At about this same time, the Eisenhower administration had grave concerns that the Soviets enjoyed a large lead over the United States in the development of long-range missiles—the beginning of the so-called missile gap. To obtain hard intelligence on Soviet missile development, a joint Central Intelligence Agency (CIA)–Air Force team developed the U-2 aircraft, which began flying over the USSR in June l956. Because of the vulnerability of these aircraft, the CIA and Air Force began the development of reconnaissance satellites, combining these separate efforts with the creation of the National Reconnaissance Office (NRO) in September 1961.5 This covert office—whose existence remained unknown until 1992—conducted its operations in the utmost secrecy.
Thus, three space sectors—civil, military, and intelligence—have existed since 1961. Although the sectors interacted in areas such as selected technology transfer, launch, and satellite command and control, they remained independent for 30 years, for the most part due to distinct differences in their missions.
The fourth sector—commercial—also began in the early 1960s with the launch of the first communications satellite. From the outset, space communications proved an attractive venture and, over time, grew not only in the United States but also in Canada, Great Britain, France, and several international consortia, all of whom built commercial com- munications satellites.

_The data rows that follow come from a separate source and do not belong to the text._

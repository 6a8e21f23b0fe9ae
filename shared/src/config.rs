//! Session configuration for both ends of the connection.

use crate::WINDOW_CAPACITY;
use serde::{Deserialize, Serialize};
use std::net::{Ipv4Addr, SocketAddr};
use std::time::Duration;

/// Receive buffer size; one datagram never exceeds it.
pub const DEFAULT_BUFFER_CAPACITY: usize = 2048;
pub const DEFAULT_PORT: u16 = 8080;

#[derive(Debug, Clone, Serialize, Deserialize)]
pub struct ClientConfig {
    pub server_addr: SocketAddr,
    pub buffer_capacity: usize,
    pub window_capacity: u32,
    /// How long the handshake may wait for an Accept.
    pub connect_timeout: Duration,
    /// Upper bound of each blocking receive.
    pub poll_timeout: Duration,
    /// Interval of acknowledgements and oldest-entry retransmission sent
    /// even when idle.
    pub keepalive_interval: Duration,
    /// Longest a closing session keeps retransmitting its Disconnect.
    pub linger_timeout: Duration,
}

impl Default for ClientConfig {
    fn default() -> Self {
        Self {
            server_addr: SocketAddr::from((Ipv4Addr::LOCALHOST, DEFAULT_PORT)),
            buffer_capacity: DEFAULT_BUFFER_CAPACITY,
            window_capacity: WINDOW_CAPACITY,
            connect_timeout: Duration::from_secs(2),
            poll_timeout: Duration::from_millis(20),
            keepalive_interval: Duration::from_millis(250),
            linger_timeout: Duration::from_secs(1),
        }
    }
}

impl ClientConfig {
    pub fn new(server_addr: SocketAddr) -> Self {
        Self {
            server_addr,
            ..Self::default()
        }
    }
}

#[derive(Debug, Clone, Serialize, Deserialize)]
pub struct ServerConfig {
    pub bind_addr: SocketAddr,
    pub max_clients: usize,
    pub buffer_capacity: usize,
    pub window_capacity: u32,
    pub poll_timeout: Duration,
    pub keepalive_interval: Duration,
    /// Silence after which a client is dropped.
    pub client_timeout: Duration,
}

impl Default for ServerConfig {
    fn default() -> Self {
        Self {
            bind_addr: SocketAddr::from((Ipv4Addr::LOCALHOST, DEFAULT_PORT)),
            max_clients: 32,
            buffer_capacity: DEFAULT_BUFFER_CAPACITY,
            window_capacity: WINDOW_CAPACITY,
            poll_timeout: Duration::from_millis(20),
            keepalive_interval: Duration::from_millis(250),
            client_timeout: Duration::from_secs(5),
        }
    }
}

impl ServerConfig {
    pub fn new(bind_addr: SocketAddr) -> Self {
        Self {
            bind_addr,
            ..Self::default()
        }
    }
}
//! Performance benchmarks for the reliability hot paths

use shared::{Assertion, Body, Envelope, Message, MessageQueue, Received, MAX_PAYLOAD};
use std::io;
use std::time::Instant;

fn custom(len: usize) -> Body {
    Body::Custom {
        peer_id: 1,
        payload: vec![0x5a; len],
    }
}

fn discard(datagram: &[u8]) -> io::Result<usize> {
    Ok(datagram.len())
}

/// Benchmarks envelope encoding and decoding
#[test]
fn benchmark_envelope_codec() {
    let envelope = Envelope::reliable(42, custom(256));

    let iterations = 100_000;
    let start = Instant::now();

    for _ in 0..iterations {
        let datagram = envelope.encode().unwrap();
        let decoded = Envelope::decode(&datagram).unwrap();
        assert_eq!(decoded.sequence, 42);
    }

    let duration = start.elapsed();
    println!(
        "Envelope codec: {} iterations in {:?} ({:.2} ns/iter)",
        iterations,
        duration,
        duration.as_nanos() as f64 / iterations as f64
    );

    // Should complete in under 2 seconds
    assert!(duration.as_millis() < 2000);
}

/// Benchmarks a full send window cycle: submit, acknowledge, reopen
#[test]
fn benchmark_send_window_cycle() {
    let mut assertion = Assertion::new(256);

    let rounds = 1_000;
    let start = Instant::now();

    for _ in 0..rounds {
        for _ in 0..256 {
            assertion.submit_for_send(custom(64)).unwrap();
        }
        assert!(!assertion.on_assertion_request(assertion.next_sequence(), discard));
        assert!(!assertion.has_pending());
    }

    let duration = start.elapsed();
    let messages = rounds * 256;
    println!(
        "Send window: {} messages in {:?} ({:.2} ns/msg)",
        messages,
        duration,
        duration.as_nanos() as f64 / messages as f64
    );

    assert_eq!(assertion.stats().sent, messages as u64);
    // Should complete in under 3 seconds
    assert!(duration.as_millis() < 3000);
}

/// Benchmarks reordered delivery through the receive window
#[test]
fn benchmark_reordered_receive() {
    let mut assertion = Assertion::new(256);
    let mut delivered = 0usize;

    let rounds = 1_000u32;
    let start = Instant::now();

    for round in 0..rounds {
        let base = round * 256;
        // Everything but the first message of the round arrives early.
        for offset in 1..256 {
            let received = assertion.accept_received(base + offset, custom(16)).unwrap();
            assert_eq!(received, Received::Buffered);
        }
        if let Received::Deliverable(_) = assertion.accept_received(base, custom(16)).unwrap() {
            delivered += 1 + assertion.drain_ready().count();
        }
    }

    let duration = start.elapsed();
    println!(
        "Reordered receive: {} messages in {:?} ({:.2} ns/msg)",
        delivered,
        duration,
        duration.as_nanos() as f64 / delivered as f64
    );

    assert_eq!(delivered, (rounds * 256) as usize);
    // Should complete in under 3 seconds
    assert!(duration.as_millis() < 3000);
}

/// Benchmarks queue throughput with periodic compaction
#[test]
fn benchmark_message_queue() {
    let queue = MessageQueue::new();

    let iterations = 200_000;
    let start = Instant::now();

    for i in 0..iterations {
        queue.push(Message {
            peer_id: i,
            data: vec![0; 32],
        });
        if i % 2 == 1 {
            queue.pop();
            queue.pop();
        }
    }

    let duration = start.elapsed();
    println!(
        "Message queue: {} push/pop pairs in {:?} ({:.2} ns/pair)",
        iterations,
        duration,
        duration.as_nanos() as f64 / iterations as f64
    );

    assert!(queue.is_empty());
    // Should complete in under 1 second
    assert!(duration.as_millis() < 1000);
}

/// Benchmarks encoding the largest payload that fits one datagram
#[test]
fn benchmark_max_payload_submit() {
    let mut assertion = Assertion::new(64);

    let iterations = 10_000;
    let start = Instant::now();

    for _ in 0..iterations {
        let datagram = assertion.submit_for_send(custom(MAX_PAYLOAD)).unwrap();
        assert!(datagram.len() <= shared::config::DEFAULT_BUFFER_CAPACITY);
        let next = assertion.next_sequence();
        assertion.on_assertion_request(next, discard);
    }

    let duration = start.elapsed();
    println!(
        "Max payload submit: {} iterations in {:?} ({:.2} μs/iter)",
        iterations,
        duration,
        duration.as_micros() as f64 / iterations as f64
    );

    // Should complete in under 2 seconds
    assert!(duration.as_millis() < 2000);
}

Although the other sectors had their origins in law and presidential policy, not until the Reagan administration did we identify commercial space as a separate sector with comprehensive policy underpinnings.6 Growth of the communications-satellite market; industry expansion; and emerging commercial markets for launch, navigation, and remote sensing led to this formal recognition. Moreover, this emerging industry also faced foreign competition— either from international consortia or from strong aerospace countries such as France. Because the Reagan administration was clearly probusiness, it believed that commercial space needed a solid public-policy foundation.
This bit of space history provides a historical context for the components of our national space program. In sum, we established our four space sectors as independent entities. Each president since Eisenhower enunciated his administration’s space policy, which reaffirmed the separateness of the sectors. In the last 15 years, the sectors gradually have become more interdependent. Today, for example, NASA, the NRO, and the Air Force are entering into cooperative partnerships— including joint architectures, technology sharing, and joint programs—at an unprecedented rate. All sectors will continue to converge and overlap—an interdependence that is not only inexorable but also good government.
Three space sectors—civil, military, and intelligence—have existed since 1961. . . . They remained indepen- dent for 30 years, for the most part due to distinct differences in their missions.
To use a solar-system analogy, one may describe space sectors as planets in their own orbits, which, over time, have begun to converge. In the twenty-first century, the planet/sector with the highest density—and thus gravitational pull—may well be the commercial sphere. In other words, although we will always have a compelling need for strong military, intelligence, and civil space sectors, some traditional missions will likely break off and be absorbed by the commercial sector.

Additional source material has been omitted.